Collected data
====

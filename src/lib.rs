//! Buckets and brigades: zero-copy byte streams.
//!
//! Data flowing through a program rarely sits in one place. Some of it is
//! a constant, some was just read from a socket, some is a region of a file
//! that has not been read at all yet. A [`Bucket`] is a uniform handle to
//! any of those, and a [`Brigade`] is an ordered sequence of buckets, so a
//! stream can be assembled, split and passed along without copying the
//! data, which is only read when someone actually needs the bytes.
//!
//! Lifetimes of backing storage are tied to a [`Pool`], a scope that runs
//! registered cleanups when cleared. Files are closed, memory maps are
//! invalidated and brigades are emptied together with their pool. Bucket
//! structures themselves come from a [`BucketAllocator`], a free-list
//! allocator of small cells carved out of larger blocks.
//!
//! Everything here is single-threaded: handles are reference-counted with
//! [`Rc`](std::rc::Rc), and nothing is [`Send`]. Use one pool, allocator and
//! set of brigades per thread.
//!
//! ```
//! use brigade::{Brigade, Bucket, BucketAllocator, Pool};
//!
//! let pool = Pool::new();
//! let allocator = BucketAllocator::new(&pool);
//! let mut bb = Brigade::new(&pool, &allocator);
//! bb.push_back(Bucket::immortal(b"hello, "));
//! bb.puts(None, "world")?;
//! assert_eq!(bb.flatten_to_vec()?, b"hello, world");
//! # Ok::<(), std::io::Error>(())
//! ```

#![warn(missing_docs)]
#![warn(clippy::pedantic)]
#![allow(clippy::inline_always)]
#![cfg_attr(docsrs, feature(doc_cfg))]

pub mod allocator;
pub mod brigade;
pub mod bucket;
pub mod io;
pub mod pool;
pub mod ring;

#[doc(inline)]
pub use allocator::BucketAllocator;
#[doc(inline)]
pub use brigade::Brigade;
#[doc(inline)]
pub use bucket::{Bucket, BucketError, BucketKind, FileOptions, ReadMode, BUFFER_SIZE};
#[doc(inline)]
pub use pool::Pool;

====

▶ [WORK INSTRUCTION] Set down exactly the lines beginning at the one that holds "pub mod io;" and ending with the last line of the data.

▶ [ANSWER SPACE]
pub mod io;
pub mod pool;
pub mod ring;

#[doc(inline)]
pub use allocator::BucketAllocator;
#[doc(inline)]
pub use brigade::Brigade;
#[doc(inline)]
pub use bucket::{Bucket, BucketError, BucketKind, FileOptions, ReadMode, BUFFER_SIZE};
#[doc(inline)]
pub use pool::Pool;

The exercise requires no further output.